In patients presenting to the emergency room with suspected hypovolemia from nontraumatic causes no individual physical exam finding appeared to be useful (postural hypotension, pulse increase >30, dry axilla or mucous membranes or tongue, longitudinal furrows on the tongue, sunken eyes, confusion, upper and lower extremity weakness, garbled speech, and prolonged capillary refill). No exam finding yielded a sensitivity greater than 85% (the presence of dry mucous membranes and longitudinal furrows on the tongue had sensitivities of 85%) and the remainder of findings are far less sensitive. Positive likelihood ratios for changes in postural vital signs were only 1.7 for hypotension and 1.5 for pulse increase greater than 30 beats per minute, making these findings unhelpful in diagnosing hypovolemia. It should be noted that these studies used elevated BUN to creatinine ratios, an unproven gold standard. Studies show physical exam findings may be more helpful when used in combination. Elevated BUN to creatinine ratios correlated with an average of four to six physical exam findings, whereas the BUN to creatinine ratio was not elevated when only one finding was present
This LLSA article focuses on the role of likelihood ratios in evaluating diagnostic tests. When used in combination with the pretest probability, the likelihood ratio allows one to arrive at the statistical probability of the presence or absence of disease, the posttest probability.
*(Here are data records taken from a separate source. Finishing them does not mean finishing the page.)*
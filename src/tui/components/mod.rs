// Components module - reusable UI building blocks
//
// Rendered top to bottom:
// - Title bar: App name and the configured limit
// - Text area: The editable field
// - Counter row: Character count and remaining count
// - Progress bar: Gradient usage gauge
// - Controls: Clear and copy buttons
// - Status bar: Key hints and the latest warning
//
// Toasts are drawn last as an overlay.

pub mod controls;
pub mod counter_row;
pub mod progress_bar;
pub mod status_bar;
pub mod text_area;
pub mod title_bar;
pub mod toast;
 A positive likelihood ratio represents the ratio of true positives to false positives provided by a given test. Mathematically speaking, the positive likelihood ratio is represented as sensitivity divided by 1-specificity. For example, if a test provides a true positive 90% of the time and a false positive 10% of the time the positive likelihood ratio would be 0.9/0.1, or 9.0. This means that when a positive result is found it is 9 times more likely to be a true positive than a false positive. A negative likelihood ratio represents the ratio of false negatives to true negatives. For example, if a test provided a false negative test 9% of the time and a true negative 91% of the time, the negative likelihood ratio would be 9:91, approximately 0.1. Thus, a negative result suggests that it is 10 times more likely that disease is absent. A smaller negative likelihood ratio implies that a negative result is more likely to be a true negative. It is generally accepted that a positive test result using a test with a positive likelihood ratio of 10 or greater is almost conclusive of disease and a negative test result using a test with a likelihood ratio of 0.1 or less nearly excludes disease. Likelihood ratios of 1 imply that the test is not useful in ruling in or ruling out disease.

This article suggests that vitals signs, both traditional and postural, are not helpful by themselves in determining if a patient is hypovolemic. Traditional vital signs are insensitive for blood loss. Postural vital signs are similarly unhelpful (i.e. have low likelihood ratios) except in the setting of otherwise healthy individuals with large (greater than 1 liter) blood loss. The reviewers suggest that measurement of serum lactate and base deficit may be a more valuable indicator of hypoperfusion and therefore a better predictor of mortality. While abnormal vital signs are highly specific for hypovolemia, this does not translate well to the emergency room where there are many explanations for tachycardia and hypotension and ruling out emergent conditions is the priority. Instead of vital sign measurements and specific physical exam findings, an organized history, physical exam, and clinical judgment continue to be the best marker for determining volume status.